** Task instructions **
Only the count should appear in your answer: how many lines of the data below contain the word "every"?

════════════════════

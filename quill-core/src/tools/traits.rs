//! Tool contract and execution context.

use std::path::PathBuf;

use async_trait::async_trait;
use serde_json::Value;
use tokio_util::sync::CancellationToken;

use crate::config::constants::defaults;
use crate::llm::request::ToolDeclaration;

use super::error::ToolError;

/// Category a tool registers under. Order here is the fixed enumeration
/// order used when declaring tools to the model.
#[derive(Debug, Clone, Copy, PartialEq, Eq, Hash)]
pub enum ToolCategory {
    FileOps,
    CodeEdit,
    Search,
    Execution,
    Workspace,
    Display,
}

impl ToolCategory {
    pub const ORDERED: [ToolCategory; 6] = [
        ToolCategory::FileOps,
        ToolCategory::CodeEdit,
        ToolCategory::Search,
        ToolCategory::Execution,
        ToolCategory::Workspace,
        ToolCategory::Display,
    ];

    pub fn as_str(&self) -> &'static str {
        match self {
            ToolCategory::FileOps => "file-ops",
            ToolCategory::CodeEdit => "code-edit",
            ToolCategory::Search => "search",
            ToolCategory::Execution => "execution",
            ToolCategory::Workspace => "workspace",
            ToolCategory::Display => "display",
        }
    }

    /// Per-category deadline applied by the loop. Execution tools may carry
    /// their own user-specified timeout on top.
    pub fn default_timeout_secs(&self) -> u64 {
        match self {
            ToolCategory::Search => defaults::SEARCH_TOOL_TIMEOUT_SECS,
            ToolCategory::Execution => defaults::EXEC_TOOL_TIMEOUT_SECS,
            _ => defaults::FILE_TOOL_TIMEOUT_SECS,
        }
    }
}

/// Ambient state handed to every tool invocation.
#[derive(Debug, Clone)]
pub struct ToolContext {
    pub workspace_root: PathBuf,
    pub cancel: CancellationToken,
}

impl ToolContext {
    pub fn new(workspace_root: PathBuf) -> Self {
        Self {
            workspace_root,
            cancel: CancellationToken::new(),
        }
    }

    pub fn with_cancel(workspace_root: PathBuf, cancel: CancellationToken) -> Self {
        Self {
            workspace_root,
            cancel,
        }
    }
}

/// Contract implemented by every tool.
///
/// Handlers return `Err(ToolError)` for expected failures; the caller turns
/// those into function-response payloads rather than raising them.
#[async_trait]
pub trait Tool: Send + Sync {
    fn name(&self) -> &'static str;

    fn description(&self) -> &'static str;

    fn category(&self) -> ToolCategory;

    /// Preference within a category; lower wins.
    fn priority(&self) -> u8 {
        50
    }

    /// JSON schema for the input object.
    fn parameters(&self) -> Value;

    /// JSON schema for the output object. The default covers tools whose
    /// output is free-form.
    fn output_schema(&self) -> Value {
        serde_json::json!({"type": "object"})
    }

    /// Whether this tool writes to the workspace or spawns processes.
    /// Mutating tools go through the approval policy and checkpoint hook.
    fn is_mutating(&self) -> bool {
        false
    }

    async fn execute(&self, ctx: &ToolContext, args: Value) -> Result<Value, ToolError>;
}

/// The neutral declaration handed to provider adapters.
pub fn declaration_for(tool: &dyn Tool) -> ToolDeclaration {
    ToolDeclaration {
        name: tool.name().to_string(),
        description: tool.description().to_string(),
        parameters: tool.parameters(),
    }
}

/// Deserialize tool arguments, mapping failures to `InvalidInput`.
pub fn parse_args<T: serde::de::DeserializeOwned>(args: Value) -> Result<T, ToolError> {
    serde_json::from_value(args)
        .map_err(|err| ToolError::invalid_input(format!("invalid arguments: {err}")))
}
//! Read-through filter hiding compacted spans.

use std::collections::HashSet;

use super::event::Event;

/// Walk the raw log and drop every original event whose invocation lies
/// inside a compaction span. Compaction events themselves stay visible;
/// downstream consumers treat them as synthesised turns.
pub fn filter_compacted(raw: &[Event]) -> Vec<Event> {
    // Distinct invocation ids in first-occurrence order give "between
    // start and end inclusive" a concrete meaning for opaque ids.
    let mut invocation_order: Vec<&str> = Vec::new();
    let mut seen: HashSet<&str> = HashSet::new();
    for event in raw {
        if seen.insert(event.invocation_id.as_str()) {
            invocation_order.push(event.invocation_id.as_str());
        }
    }

    let position = |id: &str| invocation_order.iter().position(|known| *known == id);

    let mut hidden: HashSet<String> = HashSet::new();
    for event in raw {
        let Some(record) = event.compaction_record() else {
            continue;
        };
        let (Some(start), Some(end)) = (
            position(&record.start_invocation_id),
            position(&record.end_invocation_id),
        ) else {
            continue;
        };
        for id in &invocation_order[start..=end.max(start)] {
            hidden.insert((*id).to_string());
        }
    }

    raw.iter()
        .filter(|event| event.is_compaction() || !hidden.contains(&event.invocation_id))
        .cloned()
        .collect()
}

════════════════════

** Answer to the problem **
3